» TASK TO CARRY OUT
Here the requirement is to repeat every record exactly, in full.

» SOURCE DATA
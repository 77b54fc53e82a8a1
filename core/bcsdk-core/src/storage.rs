//! Tab-scoped key/value storage and on-disk path management.
//!
//! [`TabStorage`] is the seam for the page's `sessionStorage`: string items that live
//! as long as the tab. Two backends ship here:
//!
//! - [`MemoryStorage`]: in-process, shared by clone, with a switch that makes every
//!   call fail (quota exceeded, storage disabled by the browser).
//! - [`FileStorage`]: one JSON file per tab, so a host process can "reload" a tab
//!   and find its items again.
//!
//! # Atomic Writes
//!
//! `FileStorage` writes through a temp file + rename so a crash mid-write never
//! leaves a half-written tab file behind.

use std::cell::{Cell, RefCell};
use std::collections::HashMap;
use std::io::Write;
use std::path::{Path, PathBuf};
use std::rc::Rc;

use fs_err as fs;
use tempfile::NamedTempFile;

use crate::error::{BridgeError, Result};

pub trait TabStorage {
    /// Returns `Ok(None)` when the key is not set.
    fn get_item(&self, key: &str) -> Result<Option<String>>;

    fn set_item(&self, key: &str, value: &str) -> Result<()>;

    /// Removing a missing key succeeds.
    fn remove_item(&self, key: &str) -> Result<()>;
}

impl<T: TabStorage + ?Sized> TabStorage for Rc<T> {
    fn get_item(&self, key: &str) -> Result<Option<String>> {
        (**self).get_item(key)
    }

    fn set_item(&self, key: &str, value: &str) -> Result<()> {
        (**self).set_item(key, value)
    }

    fn remove_item(&self, key: &str) -> Result<()> {
        (**self).remove_item(key)
    }
}

// ─────────────────────────────────────────────────────────────────────────────
// In-memory backend
// ─────────────────────────────────────────────────────────────────────────────

#[derive(Default)]
struct MemoryInner {
    items: RefCell<HashMap<String, String>>,
    failing: Cell<bool>,
}

#[derive(Clone, Default)]
pub struct MemoryStorage {
    inner: Rc<MemoryInner>,
}

impl MemoryStorage {
    pub fn new() -> Self {
        Self::default()
    }

    /// While set, every call fails with [`BridgeError::StorageUnavailable`].
    pub fn set_failing(&self, failing: bool) {
        self.inner.failing.set(failing);
    }

    pub fn len(&self) -> usize {
        self.inner.items.borrow().len()
    }

    pub fn is_empty(&self) -> bool {
        self.len() == 0
    }

    fn check(&self) -> Result<()> {
        if self.inner.failing.get() {
            return Err(BridgeError::StorageUnavailable(
                "storage is disabled for this tab".to_string(),
            ));
        }
        Ok(())
    }
}

impl TabStorage for MemoryStorage {
    fn get_item(&self, key: &str) -> Result<Option<String>> {
        self.check()?;
        Ok(self.inner.items.borrow().get(key).cloned())
    }

    fn set_item(&self, key: &str, value: &str) -> Result<()> {
        self.check()?;
        self.inner
            .items
            .borrow_mut()
            .insert(key.to_string(), value.to_string());
        Ok(())
    }

    fn remove_item(&self, key: &str) -> Result<()> {
        self.check()?;
        self.inner.items.borrow_mut().remove(key);
        Ok(())
    }
}

// ─────────────────────────────────────────────────────────────────────────────
// File backend
// ─────────────────────────────────────────────────────────────────────────────

/// Items for one tab, stored as a flat JSON object in `tab_file`.
#[derive(Debug, Clone)]
pub struct FileStorage {
    tab_file: PathBuf,
}

impl FileStorage {
    pub fn new(tab_file: &Path) -> Self {
        FileStorage {
            tab_file: tab_file.to_path_buf(),
        }
    }

    pub fn path(&self) -> &Path {
        &self.tab_file
    }

    fn read_items(&self, key: &str) -> Result<HashMap<String, String>> {
        let content = match fs::read_to_string(&self.tab_file) {
            Ok(content) => content,
            Err(err) if err.kind() == std::io::ErrorKind::NotFound => return Ok(HashMap::new()),
            Err(err) => {
                return Err(BridgeError::StorageRead {
                    key: key.to_string(),
                    details: err.to_string(),
                })
            }
        };

        if content.trim().is_empty() {
            return Ok(HashMap::new());
        }

        serde_json::from_str(&content).map_err(|err| BridgeError::StorageRead {
            key: key.to_string(),
            details: format!("tab file is not valid JSON: {}", err),
        })
    }

    fn write_items(&self, key: &str, items: &HashMap<String, String>) -> Result<()> {
        let write_err = |details: String| BridgeError::StorageWrite {
            key: key.to_string(),
            details,
        };

        let parent_dir = self
            .tab_file
            .parent()
            .ok_or_else(|| write_err("tab file path has no parent directory".to_string()))?;
        fs::create_dir_all(parent_dir).map_err(|e| write_err(e.to_string()))?;

        let content = serde_json::to_string_pretty(items)
            .map_err(|e| write_err(format!("failed to serialize: {}", e)))?;

        let mut temp_file =
            NamedTempFile::new_in(parent_dir).map_err(|e| write_err(format!("temp file: {}", e)))?;
        temp_file
            .write_all(content.as_bytes())
            .map_err(|e| write_err(e.to_string()))?;
        temp_file.flush().map_err(|e| write_err(e.to_string()))?;
        temp_file
            .persist(&self.tab_file)
            .map_err(|e| write_err(e.error.to_string()))?;
        Ok(())
    }
}

impl TabStorage for FileStorage {
    fn get_item(&self, key: &str) -> Result<Option<String>> {
        Ok(self.read_items(key)?.remove(key))
    }

    fn set_item(&self, key: &str, value: &str) -> Result<()> {
        // An unreadable tab file is replaced rather than blocking every future write.
        let mut items = self.read_items(key).unwrap_or_default();
        items.insert(key.to_string(), value.to_string());
        self.write_items(key, &items)
    }

    fn remove_item(&self, key: &str) -> Result<()> {
        if !self.tab_file.exists() {
            return Ok(());
        }
        let mut items = self.read_items(key).unwrap_or_default();
        if items.remove(key).is_none() {
            return Ok(());
        }
        self.write_items(key, &items)
    }
}

// ─────────────────────────────────────────────────────────────────────────────
// Paths
// ─────────────────────────────────────────────────────────────────────────────

/// Central place for every path the bridge touches on disk.
///
/// Hosts use [`StorageConfig::from_home`] (`~/.bcsdk`); tests use
/// [`StorageConfig::with_root`] with a temp directory.
#[derive(Debug, Clone)]
pub struct StorageConfig {
    root: PathBuf,
}

impl StorageConfig {
    pub fn from_home() -> Result<Self> {
        let home = dirs::home_dir().ok_or(BridgeError::HomeDirNotFound)?;
        Ok(Self {
            root: home.join(".bcsdk"),
        })
    }

    pub fn with_root(root: PathBuf) -> Self {
        Self { root }
    }

    pub fn root(&self) -> &Path {
        &self.root
    }

    /// Path to config.toml (bridge settings).
    pub fn config_file(&self) -> PathBuf {
        self.root.join("config.toml")
    }

    /// Path to tabs/ directory (one storage file per simulated tab).
    pub fn tabs_dir(&self) -> PathBuf {
        self.root.join("tabs")
    }

    pub fn tab_file(&self, tab_id: &str) -> PathBuf {
        self.tabs_dir().join(format!("{}.json", sanitize_tab_id(tab_id)))
    }

    /// Path to logs/ directory.
    pub fn logs_dir(&self) -> PathBuf {
        self.root.join("logs")
    }
}

/// Keeps tab ids usable as file names.
fn sanitize_tab_id(tab_id: &str) -> String {
    let cleaned: String = tab_id
        .chars()
        .map(|c| {
            if c.is_ascii_alphanumeric() || c == '-' || c == '_' {
                c
            } else {
                '_'
            }
        })
        .collect();
    if cleaned.is_empty() {
        "default".to_string()
    } else {
        cleaned
    }
}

» REPLY
repository 77b54fc53e82a8a1
filename core/bcsdk-core/src/storage.rs
//! Tab-scoped key/value storage and on-disk path management.
//!
//! [`TabStorage`] is the seam for the page's `sessionStorage`: string items that live
//! as long as the tab. Two backends ship here:
//!
//! - [`MemoryStorage`]: in-process, shared by clone, with a switch that makes every
//!   call fail (quota exceeded, storage disabled by the browser).
//! - [`FileStorage`]: one JSON file per tab, so a host process can "reload" a tab
//!   and find its items again.
//!
//! # Atomic Writes
//!
//! `FileStorage` writes through a temp file + rename so a crash mid-write never
//! leaves a half-written tab file behind.

use std::cell::{Cell, RefCell};
use std::collections::HashMap;
use std::io::Write;
use std::path::{Path, PathBuf};
use std::rc::Rc;

use fs_err as fs;
use tempfile::NamedTempFile;

use crate::error::{BridgeError, Result};

pub trait TabStorage {
    /// Returns `Ok(None)` when the key is not set.
    fn get_item(&self, key: &str) -> Result<Option<String>>;

    fn set_item(&self, key: &str, value: &str) -> Result<()>;

    /// Removing a missing key succeeds.
    fn remove_item(&self, key: &str) -> Result<()>;
}

impl<T: TabStorage + ?Sized> TabStorage for Rc<T> {
    fn get_item(&self, key: &str) -> Result<Option<String>> {
        (**self).get_item(key)
    }

    fn set_item(&self, key: &str, value: &str) -> Result<()> {
        (**self).set_item(key, value)
    }

    fn remove_item(&self, key: &str) -> Result<()> {
        (**self).remove_item(key)
    }
}

// ─────────────────────────────────────────────────────────────────────────────
// In-memory backend
// ─────────────────────────────────────────────────────────────────────────────

#[derive(Default)]
struct MemoryInner {
    items: RefCell<HashMap<String, String>>,
    failing: Cell<bool>,
}

#[derive(Clone, Default)]
pub struct MemoryStorage {
    inner: Rc<MemoryInner>,
}

impl MemoryStorage {
    pub fn new() -> Self {
        Self::default()
    }

    /// While set, every call fails with [`BridgeError::StorageUnavailable`].
    pub fn set_failing(&self, failing: bool) {
        self.inner.failing.set(failing);
    }

    pub fn len(&self) -> usize {
        self.inner.items.borrow().len()
    }

    pub fn is_empty(&self) -> bool {
        self.len() == 0
    }

    fn check(&self) -> Result<()> {
        if self.inner.failing.get() {
            return Err(BridgeError::StorageUnavailable(
                "storage is disabled for this tab".to_string(),
            ));
        }
        Ok(())
    }
}

impl TabStorage for MemoryStorage {
    fn get_item(&self, key: &str) -> Result<Option<String>> {
        self.check()?;
        Ok(self.inner.items.borrow().get(key).cloned())
    }

    fn set_item(&self, key: &str, value: &str) -> Result<()> {
        self.check()?;
        self.inner
            .items
            .borrow_mut()
            .insert(key.to_string(), value.to_string());
        Ok(())
    }

    fn remove_item(&self, key: &str) -> Result<()> {
        self.check()?;
        self.inner.items.borrow_mut().remove(key);
        Ok(())
    }
}

// ─────────────────────────────────────────────────────────────────────────────
// File backend
// ─────────────────────────────────────────────────────────────────────────────

/// Items for one tab, stored as a flat JSON object in `tab_file`.
#[derive(Debug, Clone)]
pub struct FileStorage {
    tab_file: PathBuf,
}

impl FileStorage {
    pub fn new(tab_file: &Path) -> Self {
        FileStorage {
            tab_file: tab_file.to_path_buf(),
        }
    }

    pub fn path(&self) -> &Path {
        &self.tab_file
    }

    fn read_items(&self, key: &str) -> Result<HashMap<String, String>> {
        let content = match fs::read_to_string(&self.tab_file) {
            Ok(content) => content,
            Err(err) if err.kind() == std::io::ErrorKind::NotFound => return Ok(HashMap::new()),
            Err(err) => {
                return Err(BridgeError::StorageRead {
                    key: key.to_string(),
                    details: err.to_string(),
                })
            }
        };

        if content.trim().is_empty() {
            return Ok(HashMap::new());
        }

        serde_json::from_str(&content).map_err(|err| BridgeError::StorageRead {
            key: key.to_string(),
            details: format!("tab file is not valid JSON: {}", err),
        })
    }

    fn write_items(&self, key: &str, items: &HashMap<String, String>) -> Result<()> {
        let write_err = |details: String| BridgeError::StorageWrite {
            key: key.to_string(),
            details,
        };

        let parent_dir = self
            .tab_file
            .parent()
            .ok_or_else(|| write_err("tab file path has no parent directory".to_string()))?;
        fs::create_dir_all(parent_dir).map_err(|e| write_err(e.to_string()))?;

        let content = serde_json::to_string_pretty(items)
            .map_err(|e| write_err(format!("failed to serialize: {}", e)))?;

        let mut temp_file =
            NamedTempFile::new_in(parent_dir).map_err(|e| write_err(format!("temp file: {}", e)))?;
        temp_file
            .write_all(content.as_bytes())
            .map_err(|e| write_err(e.to_string()))?;
        temp_file.flush().map_err(|e| write_err(e.to_string()))?;
        temp_file
            .persist(&self.tab_file)
            .map_err(|e| write_err(e.error.to_string()))?;
        Ok(())
    }
}

impl TabStorage for FileStorage {
    fn get_item(&self, key: &str) -> Result<Option<String>> {
        Ok(self.read_items(key)?.remove(key))
    }

    fn set_item(&self, key: &str, value: &str) -> Result<()> {
        // An unreadable tab file is replaced rather than blocking every future write.
        let mut items = self.read_items(key).unwrap_or_default();
        items.insert(key.to_string(), value.to_string());
        self.write_items(key, &items)
    }

    fn remove_item(&self, key: &str) -> Result<()> {
        if !self.tab_file.exists() {
            return Ok(());
        }
        let mut items = self.read_items(key).unwrap_or_default();
        if items.remove(key).is_none() {
            return Ok(());
        }
        self.write_items(key, &items)
    }
}

// ─────────────────────────────────────────────────────────────────────────────
// Paths
// ─────────────────────────────────────────────────────────────────────────────

/// Central place for every path the bridge touches on disk.
///
/// Hosts use [`StorageConfig::from_home`] (`~/.bcsdk`); tests use
/// [`StorageConfig::with_root`] with a temp directory.
#[derive(Debug, Clone)]
pub struct StorageConfig {
    root: PathBuf,
}

impl StorageConfig {
    pub fn from_home() -> Result<Self> {
        let home = dirs::home_dir().ok_or(BridgeError::HomeDirNotFound)?;
        Ok(Self {
            root: home.join(".bcsdk"),
        })
    }

    pub fn with_root(root: PathBuf) -> Self {
        Self { root }
    }

    pub fn root(&self) -> &Path {
        &self.root
    }

    /// Path to config.toml (bridge settings).
    pub fn config_file(&self) -> PathBuf {
        self.root.join("config.toml")
    }

    /// Path to tabs/ directory (one storage file per simulated tab).
    pub fn tabs_dir(&self) -> PathBuf {
        self.root.join("tabs")
    }

    pub fn tab_file(&self, tab_id: &str) -> PathBuf {
        self.tabs_dir().join(format!("{}.json", sanitize_tab_id(tab_id)))
    }

    /// Path to logs/ directory.
    pub fn logs_dir(&self) -> PathBuf {
        self.root.join("logs")
    }
}

/// Keeps tab ids usable as file names.
fn sanitize_tab_id(tab_id: &str) -> String {
    let cleaned: String = tab_id
        .chars()
        .map(|c| {
            if c.is_ascii_alphanumeric() || c == '-' || c == '_' {
                c
            } else {
                '_'
            }
        })
        .collect();
    if cleaned.is_empty() {
        "default".to_string()
    } else {
        cleaned
    }
}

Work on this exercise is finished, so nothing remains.